Alcune bottiglie di champagne “Moët & Chandon Imperial Ice” sarebbero state contraffatte con l’ecstasy liquida.

Undici persone sono rimaste intossicate dopo aver consumato dello champagne “Moët & Chandon Imperial Ice”. Purtroppo si è registrato anche un decesso. Da quanto viene comunicato dal Ministero della Salute, alcune bottiglie di champagne sarebbero state manipolate con dell’ecstasy liquida. I casi di intossicazione sono avvenuti in Germania e nei Paesi Bassi.
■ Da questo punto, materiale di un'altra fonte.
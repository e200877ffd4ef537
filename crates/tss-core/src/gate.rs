//! Readiness gate for inbound delivery
//!
//! Peers can start a phase before this node has built its engine for it.
//! Inbound messages for that phase wait here until the session is published;
//! they are never dropped. Every `retry` interval spent waiting is logged.

use crate::types::Phase;
use crate::{Error, Result};
use std::sync::Arc;
use std::time::Duration;
use tokio::sync::watch;
use tracing::{debug, warn};

/// Construction barrier for one phase
pub struct ReadinessGate<T> {
    phase: Phase,
    retry: Duration,
    ready: watch::Sender<Option<Arc<T>>>,
}

impl<T> ReadinessGate<T> {
    pub fn new(phase: Phase, retry: Duration) -> Self {
        let (ready, _) = watch::channel(None);
        Self {
            phase,
            retry,
            ready,
        }
    }

    /// Publish the value inbound delivery waits for, releasing all waiters
    ///
    /// Publishing again replaces the value, which is how a retried phase
    /// takes over from a failed one.
    pub fn open(&self, value: Arc<T>) {
        self.ready.send_replace(Some(value));
    }

    /// Currently published value, if any
    pub fn current(&self) -> Option<Arc<T>> {
        self.ready.borrow().clone()
    }

    /// Wait until a value is published
    pub async fn wait(&self) -> Result<Arc<T>> {
        let mut rx = self.ready.subscribe();
        let mut stalls: u64 = 0;

        loop {
            let current = rx.borrow_and_update().clone();
            if let Some(value) = current {
                if stalls > 0 {
                    debug!(phase = %self.phase, stalls, "Readiness gate released");
                }
                return Ok(value);
            }

            match tokio::time::timeout(self.retry, rx.changed()).await {
                Ok(Ok(())) => continue,
                Ok(Err(_)) => return Err(Error::GateClosed(self.phase)),
                Err(_) => {
                    stalls += 1;
                    warn!(
                        phase = %self.phase,
                        stalls,
                        "Engine not ready yet, holding inbound message"
                    );
                }
            }
        }
    }
}
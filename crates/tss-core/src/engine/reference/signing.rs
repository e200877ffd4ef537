//! Signing by key reconstruction over the signing subset

use super::messages::{decode_point, decode_scalar, encode_scalar, WireMessage};
use super::{lock, Outbox};
use crate::config::quorum;
use crate::engine::{EngineConfig, EngineEvent, EngineInstance, EventStream, PhaseOutput};
use crate::types::{KeyMaterial, PartyIdentity, Phase, ProtocolMessage, RawSignature};
use crate::{Error, Result};
use k256::{
    ecdsa::{signature::Signer, Signature, SigningKey},
    elliptic_curve::{bigint::U256, ops::Reduce},
    ProjectivePoint, Scalar,
};
use std::collections::HashMap;
use std::sync::{Arc, Mutex};
use tracing::{debug, warn};

#[derive(Default)]
struct SigningState {
    /// Weighted shares per signer id
    partials: HashMap<String, Scalar>,
    started: bool,
    finished: bool,
}

pub(super) struct SigningInstance {
    config: EngineConfig,
    message: Vec<u8>,
    key: Arc<KeyMaterial>,
    public_key: ProjectivePoint,
    outbox: Outbox,
    state: Mutex<SigningState>,
}

impl SigningInstance {
    pub(super) fn new(config: EngineConfig, message: Vec<u8>, key: Arc<KeyMaterial>) -> Result<Self> {
        let required = quorum(key.threshold)?;
        if config.parties.len() < required {
            return Err(Error::ThresholdNotMet {
                required,
                actual: config.parties.len(),
            });
        }
        if let Some(stranger) = config
            .parties
            .iter()
            .find(|signer| !key.parties.iter().any(|holder| holder.id == signer.id))
        {
            return Err(Error::NotParticipant {
                party: stranger.id.clone(),
                phase: Phase::Signing,
            });
        }
        let public_key = decode_point(&key.public_key)?;

        Ok(Self {
            config,
            message,
            key,
            public_key,
            outbox: Outbox::new(),
            state: Mutex::new(SigningState::default()),
        })
    }

    /// `λ_i = Π x_j / (x_j - x_i)` over the other signers
    fn lagrange_coefficient(&self) -> Result<Scalar> {
        let x_i = self.config.local.scalar();
        let mut coefficient = Scalar::ONE;
        for signer in &self.config.parties {
            if signer.id == self.config.local.id {
                continue;
            }
            let x_j = signer.scalar();
            let denominator: Option<Scalar> = (x_j - x_i).invert().into();
            let denominator = denominator
                .ok_or_else(|| Error::Engine(format!("{} shares an evaluation point", signer.id)))?;
            coefficient *= x_j * denominator;
        }
        Ok(coefficient)
    }

    fn try_finish(&self, state: &mut SigningState) {
        if !state.started || state.finished || state.partials.len() < self.config.parties.len() {
            return;
        }
        state.finished = true;

        let secret: Scalar = state.partials.values().fold(Scalar::ZERO, |acc, p| acc + p);
        state.partials.clear();

        if ProjectivePoint::GENERATOR * secret != self.public_key {
            warn!(party = %self.config.local.id, "Reconstructed key does not match the group key");
            self.outbox.emit(EngineEvent::Failed(Error::Engine(
                "reconstructed key does not match the group public key".into(),
            )));
            return;
        }

        let signing_key = match SigningKey::from_bytes(&secret.to_bytes()) {
            Ok(signing_key) => signing_key,
            Err(e) => {
                self.outbox
                    .emit(EngineEvent::Failed(Error::Engine(format!("invalid signing key: {e}"))));
                return;
            }
        };
        let signature: Signature = signing_key.sign(&self.message);
        let (r, s) = signature.split_bytes();

        debug!(party = %self.config.local.id, "Signature assembled");
        self.outbox
            .emit(EngineEvent::Completed(PhaseOutput::Signature(RawSignature {
                r: r.into(),
                s: s.into(),
            })));
    }
}

impl EngineInstance for SigningInstance {
    fn start(&self) -> Result<EventStream> {
        let stream = self.outbox.take_stream(Phase::Signing)?;
        let local = &self.config.local;

        let share = <Scalar as Reduce<U256>>::reduce_bytes(&self.key.secret_share.into());
        let weighted = self.lagrange_coefficient()? * share;

        let partial = WireMessage::Partial {
            share: encode_scalar(&weighted),
        };
        self.outbox.emit(EngineEvent::Outbound(ProtocolMessage::broadcast(
            local.clone(),
            partial.to_bytes()?,
        )));

        let mut state = lock(&self.state)?;
        state.partials.insert(local.id.clone(), weighted);
        state.started = true;
        self.try_finish(&mut state);

        Ok(stream)
    }

    fn update_from_bytes(
        &self,
        payload: &[u8],
        from: &PartyIdentity,
        is_broadcast: bool,
    ) -> Result<bool> {
        let message = WireMessage::from_bytes(payload)?;
        let is_signer = self.config.parties.iter().any(|signer| signer.id == from.id);
        if !is_signer || from.id == self.config.local.id {
            return Ok(false);
        }

        let mut state = lock(&self.state)?;
        if state.finished {
            return Ok(true);
        }

        let WireMessage::Partial { share } = message else {
            return Ok(false);
        };
        if !is_broadcast || state.partials.contains_key(&from.id) {
            return Ok(false);
        }
        state.partials.insert(from.id.clone(), decode_scalar(&share)?);

        self.try_finish(&mut state);
        Ok(true)
    }

    fn identity(&self) -> &PartyIdentity {
        &self.config.local
    }
}
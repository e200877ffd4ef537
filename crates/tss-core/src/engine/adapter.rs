//! Uniform wrapper around one engine instance

use super::{EngineConfig, EngineInstance, EventStream, ProtocolEngine};
use crate::types::{PartyIdentity, Phase};
use crate::{Error, Result};
use tracing::{debug, info, instrument};

/// Owns the engine instance of exactly one phase
pub struct EngineAdapter {
    phase: Phase,
    instance: Box<dyn EngineInstance>,
}

impl EngineAdapter {
    /// Create and start an engine instance
    ///
    /// Setup failures are returned as [`Error::Engine`]; engine setup is not
    /// idempotent, so nothing here retries.
    #[instrument(skip_all, fields(phase = %config.phase(), party = %config.local.id))]
    pub fn start(engine: &dyn ProtocolEngine, config: EngineConfig) -> Result<(Self, EventStream)> {
        let phase = config.phase();
        let parties = config.parties.len();

        let instance = engine
            .new_instance(config)
            .map_err(|e| setup_error(phase, e))?;
        let events = instance.start().map_err(|e| setup_error(phase, e))?;

        info!(parties, "Engine started");
        Ok((Self { phase, instance }, events))
    }

    /// Deliver one inbound payload to the engine
    pub fn feed(&self, from: &PartyIdentity, payload: &[u8], is_broadcast: bool) -> Result<()> {
        debug!(
            phase = %self.phase,
            from = %from.id,
            bytes = payload.len(),
            is_broadcast,
            "Feeding engine"
        );

        match self.instance.update_from_bytes(payload, from, is_broadcast) {
            Ok(true) => Ok(()),
            Ok(false) => Err(Error::EngineRejected {
                from: from.id.clone(),
                reason: "update not accepted".into(),
            }),
            Err(e @ Error::EngineRejected { .. }) => Err(e),
            Err(e) => Err(Error::EngineRejected {
                from: from.id.clone(),
                reason: e.to_string(),
            }),
        }
    }

    /// Identity the engine runs as
    pub fn identity(&self) -> &PartyIdentity {
        self.instance.identity()
    }

    pub fn phase(&self) -> Phase {
        self.phase
    }
}

fn setup_error(phase: Phase, e: Error) -> Error {
    match e {
        Error::Engine(_) => e,
        other => Error::Engine(format!("{phase} setup failed: {other}")),
    }
}

#[cfg(test)]
mod tests {
    use super::*;
    use crate::testing::{party, Script, ScriptedEngine};
    use crate::engine::{EngineEvent, PhaseParams};

    fn config() -> EngineConfig {
        EngineConfig {
            parties: vec![party("p1", 0), party("p2", 1)],
            local: party("p1", 0),
            threshold: 1,
            params: PhaseParams::Keygen,
        }
    }

    #[tokio::test]
    async fn test_start_exposes_event_stream() {
        let engine = ScriptedEngine::new(Script::BroadcastOnStart);
        let (adapter, mut events) = EngineAdapter::start(&engine, config()).unwrap();

        assert_eq!(adapter.phase(), Phase::Keygen);
        assert_eq!(adapter.identity().id, "p1");
        assert!(matches!(events.recv().await, Some(EngineEvent::Outbound(_))));
    }

    #[test]
    fn test_setup_failure_is_engine_error() {
        let engine = ScriptedEngine::new(Script::FailSetup);
        let err = EngineAdapter::start(&engine, config()).err().unwrap();
        assert!(matches!(err, Error::Engine(_)));
    }

    #[test]
    fn test_rejected_update_is_reported() {
        let engine = ScriptedEngine::new(Script::Idle);
        let (adapter, _events) = EngineAdapter::start(&engine, config()).unwrap();

        let err = adapter.feed(&party("p2", 1), b"garbage", true).unwrap_err();
        assert!(matches!(err, Error::EngineRejected { ref from, .. } if from == "p2"));

        adapter.feed(&party("p2", 1), b"ok", true).unwrap();
    }
}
Questa la nota del Ministero della Salute: “Tramite il sistema di allerta rapida per alimenti e mangimi (RASFF) sono stati segnalati 11 casi di intossicazioni, e un decesso, avvenuti nei Paesi Bassi e in Germania, a seguito del consumo di una bottiglia di champagne da 3 litri del marchio ‘Moët & Chandon Imperial Ice'”.

Le bottiglie oggetto di contaminazione sono quelle identificate con lo specifico numero di lotto LAJ7QAB6780004. La manipolazione sembrerebbe abbastanza palese, dal momento che i tappi ritrovati non sarebbero quelli originali delle bottiglie di champagne. La bevanda sarebbe, quindi, stata sostituita con dell’ecstasy liquida.

Ecstasy nello champagne: undici intossicati e un morto in Germania e nei Paesi Bassi

Le bottiglie interessate, dunque, sarebbero state manipolate con l’MDMA. Ma che cos’è? Si tratta della più nota ecstasy, una droga che aumenta in modo vertiginoso le allucinazioni nelle persone che l’assumono.

Chi ingerisce ecstasy, oltre agli effetti allucinogeni, aumenta il rischio di incorrere in problemi cardiaci, dal momento che il ritmo del cuore sale in modo netto. Dopo l’assunzione di ecstasy, inoltre aumenta anche la pressione sanguigna, con conseguente dilatazione delle pupille.

Lo champagne contraffatto, stando a quanto emerge “non farebbe bollicine”, essendo stato manipolato e svuotato di anidride carbonica. Anche il colore rossastro confermerebbe la manipolazione.